Вынесенная в заголовок идея инопрочтения осмысляется исследовательницей в терминах Михаила Бахтина — установка на диалогичность определяет основной пафос ее текстов. Встав на позицию Другого (в оригинале книга называлась «Русская литература: вид сбоку»), Гилберт старается включиться в контексты, которые для русской литературы непривычны, причем это не всегда определяется именно венгерской идентичностью, а просто подсказано исследовательской интуицией, лишенной бессознательности, которая руководит теми, кто взращен российской образовательной системой и культурной средой.

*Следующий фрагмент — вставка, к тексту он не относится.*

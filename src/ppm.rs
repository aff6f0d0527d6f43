//! Getting the finished pixels onto disk.
//!
//! The native format is binary PPM: a short ASCII header followed by
//! raw RGB triples, row-major, with nothing after the last pixel.  It
//! is written by hand because the header must be byte-exact:
//! `P6\n<width> <height>\n255\n`.  Any other extension is handed to the `image`
//! crate.

use image;
use image::ColorType;
use std::fs::File;
use std::io::{self, BufWriter, Write};
use std::path::Path;

use error::RenderError;
use planes::rgb_len;

/// The P6 header for an image of the given size.
pub fn header(width: usize, height: usize) -> String {
    format!("P6\n{} {}\n255\n", width, height)
}

/// Length in bytes of the P6 header.
pub fn header_len(width: usize, height: usize) -> usize {
    header(width, height).len()
}

/// Length in bytes of a complete P6 file.
pub fn file_len(width: usize, height: usize) -> usize {
    header_len(width, height) + width * height * 3
}

/// Write the P6 header.
pub fn write_header<W: Write>(out: &mut W, width: usize, height: usize) -> io::Result<()> {
    out.write_all(header(width, height).as_bytes())
}

/// Write a complete P6 image to `out`.
pub fn encode<W: Write>(out: &mut W, width: usize, height: usize, pixels: &[u8]) -> io::Result<()> {
    if rgb_len(width, height) != Some(pixels.len()) {
        return Err(io::Error::new(
            io::ErrorKind::InvalidInput,
            format!(
                "{} bytes do not make a {}x{} RGB image",
                pixels.len(),
                width,
                height
            ),
        ));
    }
    write_header(out, width, height)?;
    out.write_all(pixels)
}

/// Open `path` for writing, buffered.
pub fn create<P: AsRef<Path>>(path: P) -> io::Result<BufWriter<File>> {
    Ok(BufWriter::new(File::create(path)?))
}

/// Write a complete P6 file in one go.
pub fn write_ppm<P: AsRef<Path>>(
    path: P,
    width: usize,
    height: usize,
    pixels: &[u8],
) -> Result<(), RenderError> {
    let mut output = create(path)?;
    encode(&mut output, width, height, pixels)?;
    output.flush()?;
    Ok(())
}

/// True when `path` should be written as PPM: a `.ppm` extension, or
/// none at all.
pub fn is_ppm<P: AsRef<Path>>(path: P) -> bool {
    match path.as_ref().extension().and_then(|e| e.to_str()) {
        None => true,
        Some(ext) => ext.eq_ignore_ascii_case("ppm"),
    }
}

/// Save an RGB buffer, choosing the format from the file extension.
pub fn save<P: AsRef<Path>>(
    path: P,
    width: usize,
    height: usize,
    pixels: &[u8],
) -> Result<(), RenderError> {
    if is_ppm(&path) {
        return write_ppm(path, width, height, pixels);
    }
    let limit = u32::max_value() as u64;
    if width as u64 > limit || height as u64 > limit {
        return Err(RenderError::TooLarge(width, height));
    }
    image::save_buffer(
        path,
        pixels,
        width as u32,
        height as u32,
        ColorType::RGB(8),
    )?;
    Ok(())
}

Авторская установка лучше всего реализуется в статье о Чехове: в стремлении рассказать венгерскому читателю об иностранном классике Гилберт движет не академическая потребность исторического прочтения, а желание объяснить актуальность его прозы (в отличие от драматургии, не слишком «прочитанной» на родине исследовательницы). Для этого славистка апеллирует не к современникам или канонизаторам Чехова, а полемически обращается к Виктору Ерофееву и Александру Мелихову. Так получается разговор не о школьном Чехове, а о том, с которым вступают в диалог современные писатели. Стоит отметить, что Ерофеев и Мелихов критикуют Чехова, а Гилберт его защищает. Получается комичный диалог (русские писатели могут не боясь нападать на классика — от этого никак не изменится его место в литературном пантеоне), но в нем проговариваются чеховские установки, способные обогатить венгерскую культуру. Анализируется не сам Чехов, а способность классика задать литературный импульс, на который откликаются новые поколения.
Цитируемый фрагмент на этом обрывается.